#[cfg(test)]
mod tests {
    use super::*;
    use chrono::{Duration, FixedOffset, Utc};

    fn at(y: i32, m: u32, d: u32, h: u32, min: u32) -> DateTime<Utc> {
        Utc.with_ymd_and_hms(y, m, d, h, min, 0).unwrap()
    }

    fn moment(id: &str, created_at: DateTime<Utc>) -> Moment {
        Moment {
            id: id.to_string(),
            title: id.to_string(),
            notes: None,
            image_uri: None,
            mood: None,
            is_favorite: false,
            created_at,
            updated_at: None,
        }
    }

    fn with_mood(id: &str, created_at: DateTime<Utc>, mood: &str) -> Moment {
        Moment {
            mood: Some(mood.to_string()),
            ..moment(id, created_at)
        }
    }

    #[test]
    fn test_empty_input_is_all_zero() {
        let now = at(2024, 6, 15, 12, 0);
        let data = MomentData::calculate(&[], &now);

        assert_eq!(data.total, 0);
        assert_eq!(data.this_month, 0);
        assert_eq!(data.with_photos, 0);
        assert_eq!(data.perfect_moments, 0);
        assert!(data.mood_counts.is_empty());
        assert!(!data.mood_balance());
        assert_eq!(data.streaks, Streaks::default());
        assert_eq!(data.positive_streak, 0);
        assert!(data.holiday_moments.is_empty());
        assert!(data.time_moments.is_empty());
        assert!(data.nth_oldest(1).is_none());
        assert!(data.nth_oldest(0).is_none());
    }

    #[test]
    fn test_counters() {
        let now = at(2024, 6, 15, 12, 0);
        let moments = vec![
            Moment {
                image_uri: Some("/p/1.jpg".to_string()),
                notes: Some("note".to_string()),
                mood: Some("happy".to_string()),
                is_favorite: true,
                ..moment("perfect", at(2024, 6, 1, 10, 0))
            },
            Moment {
                image_uri: Some("/p/2.jpg".to_string()),
                notes: Some("   ".to_string()),
                ..moment("photo", at(2024, 5, 31, 10, 0))
            },
            Moment {
                notes: Some("only a note".to_string()),
                ..moment("note", at(2023, 6, 10, 10, 0))
            },
        ];

        let data = MomentData::calculate(&moments, &now);
        assert_eq!(data.total, 3);
        assert_eq!(data.this_month, 1);
        assert_eq!(data.with_photos, 2);
        assert_eq!(data.with_notes, 2);
        assert_eq!(data.favorites, 1);
        assert_eq!(data.perfect_moments, 1);
    }

    #[test]
    fn test_mood_tracking() {
        let now = at(2024, 6, 15, 12, 0);
        let moments = vec![
            with_mood("a", at(2024, 6, 1, 10, 0), "calm"),
            with_mood("b", at(2024, 6, 2, 10, 0), "happy"),
            with_mood("c", at(2024, 6, 3, 10, 0), "calm"),
            with_mood("d", at(2024, 6, 4, 10, 0), "sad"),
        ];

        let data = MomentData::calculate(&moments, &now);
        assert_eq!(data.mood_counts, vec![("calm", 2), ("happy", 1), ("sad", 1)]);
        assert_eq!(data.calm_count, 2);
        assert_eq!(data.unique_mood_count(), 3);
        assert!(data.mood_balance());
    }

    #[test]
    fn test_mood_balance_requires_all_three() {
        let now = at(2024, 6, 15, 12, 0);
        let moments = vec![
            with_mood("a", at(2024, 6, 1, 10, 0), "happy"),
            with_mood("b", at(2024, 6, 2, 10, 0), "sad"),
        ];
        assert!(!MomentData::calculate(&moments, &now).mood_balance());
    }

    #[test]
    fn test_positive_streak_counts_mixed_days() {
        let now = at(2024, 6, 15, 12, 0);
        let moments = vec![
            with_mood("a", at(2024, 6, 1, 9, 0), "happy"),
            with_mood("b", at(2024, 6, 1, 20, 0), "sad"),
            with_mood("c", at(2024, 6, 2, 9, 0), "grateful"),
            with_mood("d", at(2024, 6, 3, 9, 0), "calm"),
            with_mood("e", at(2024, 6, 4, 9, 0), "loved"),
        ];
        let data = MomentData::calculate(&moments, &now);
        assert_eq!(data.positive_streak, 2);
        assert_eq!(data.streaks.longest, 4);
    }

    #[test]
    fn test_holiday_first_match_only() {
        let now = at(2024, 12, 30, 12, 0);
        let moments = vec![
            moment("first", at(2023, 12, 25, 18, 0)),
            moment("second", at(2024, 12, 25, 9, 0)),
            moment("plain", at(2024, 12, 24, 9, 0)),
        ];
        let data = MomentData::calculate(&moments, &now);
        assert_eq!(data.holiday_moments.len(), 1);
        assert_eq!(data.holiday_moments[&Holiday::Christmas].id, "first");
    }

    #[test]
    fn test_time_slots() {
        // 2024-06-15 is a Saturday
        let now = at(2024, 6, 20, 12, 0);
        let moments = vec![
            moment("early", at(2024, 6, 11, 5, 30)),
            moment("owl", at(2024, 6, 11, 1, 59)),
            moment("weekend", at(2024, 6, 15, 15, 0)),
            moment("midnight", at(2024, 6, 12, 0, 0)),
            moment("noon", at(2024, 6, 12, 12, 0)),
            moment("late-morning", at(2024, 6, 12, 9, 0)),
        ];
        let data = MomentData::calculate(&moments, &now);
        assert_eq!(data.time_moments[&TimeSlot::EarlyBird].id, "early");
        assert_eq!(data.time_moments[&TimeSlot::NightOwl].id, "owl");
        assert_eq!(data.time_moments[&TimeSlot::Weekend].id, "weekend");
        assert_eq!(data.time_moments[&TimeSlot::Midnight].id, "midnight");
        assert_eq!(data.time_moments[&TimeSlot::Noon].id, "noon");
    }

    #[test]
    fn test_time_slot_boundaries() {
        assert!(TimeSlot::EarlyBird.matches(5, 0, Weekday::Mon));
        assert!(TimeSlot::EarlyBird.matches(8, 59, Weekday::Mon));
        assert!(!TimeSlot::EarlyBird.matches(9, 0, Weekday::Mon));
        assert!(TimeSlot::NightOwl.matches(22, 0, Weekday::Mon));
        assert!(TimeSlot::NightOwl.matches(0, 30, Weekday::Mon));
        assert!(!TimeSlot::NightOwl.matches(2, 0, Weekday::Mon));
        assert!(!TimeSlot::Noon.matches(12, 1, Weekday::Mon));
        assert!(TimeSlot::Weekend.matches(10, 0, Weekday::Sun));
        assert!(!TimeSlot::Weekend.matches(10, 0, Weekday::Fri));
    }

    #[test]
    fn test_local_timezone_drives_buckets() {
        // 03:30 UTC is 22:30 the previous evening in UTC-5
        let minus_five = FixedOffset::west_opt(5 * 3600).unwrap();
        let now = at(2024, 6, 20, 12, 0).with_timezone(&minus_five);
        let moments = vec![moment("late", at(2024, 6, 11, 3, 30))];
        let data = MomentData::calculate(&moments, &now);
        assert!(data.time_moments.contains_key(&TimeSlot::NightOwl));
        assert!(!data.time_moments.contains_key(&TimeSlot::EarlyBird));
    }

    #[test]
    fn test_sorted_view_is_oldest_first() {
        let now = at(2024, 6, 20, 12, 0);
        let base = at(2024, 6, 1, 12, 0);
        let moments = vec![
            moment("c", base + Duration::days(2)),
            moment("a", base),
            moment("b", base + Duration::days(1)),
        ];
        let data = MomentData::calculate(&moments, &now);
        let ids: Vec<_> = data.sorted.iter().map(|m| m.id.as_str()).collect();
        assert_eq!(ids, vec!["a", "b", "c"]);
        assert_eq!(data.nth_oldest(1).unwrap().id, "a");
        assert_eq!(data.nth_oldest(3).unwrap().id, "c");
        assert!(data.nth_oldest(4).is_none());
    }

    #[test]
    fn test_idempotent() {
        let now = at(2024, 6, 20, 12, 0);
        let moments = vec![
            with_mood("a", at(2024, 6, 19, 7, 0), "happy"),
            with_mood("b", at(2024, 6, 20, 22, 0), "tired"),
        ];
        let first = MomentData::calculate(&moments, &now);
        let second = MomentData::calculate(&moments, &now);
        assert_eq!(first, second);
    }

    #[test]
    fn test_holiday_keys_round_trip() {
        for holiday in Holiday::ALL {
            assert_eq!(Holiday::from_key(holiday.key()), Some(holiday));
        }
        for slot in TimeSlot::ALL {
            assert_eq!(TimeSlot::from_key(slot.key()), Some(slot));
        }
        assert!(Holiday::from_key("easter").is_none());
    }
}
# # # # # # #
Activity: Each line in the material above that mentions the word "NightOwl" must be copied.

Solution to this problem:
        assert_eq!(data.time_moments[&TimeSlot::NightOwl].id, "owl");
        assert!(TimeSlot::NightOwl.matches(22, 0, Weekday::Mon));
        assert!(TimeSlot::NightOwl.matches(0, 30, Weekday::Mon));
        assert!(!TimeSlot::NightOwl.matches(2, 0, Weekday::Mon));
        assert!(data.time_moments.contains_key(&TimeSlot::NightOwl));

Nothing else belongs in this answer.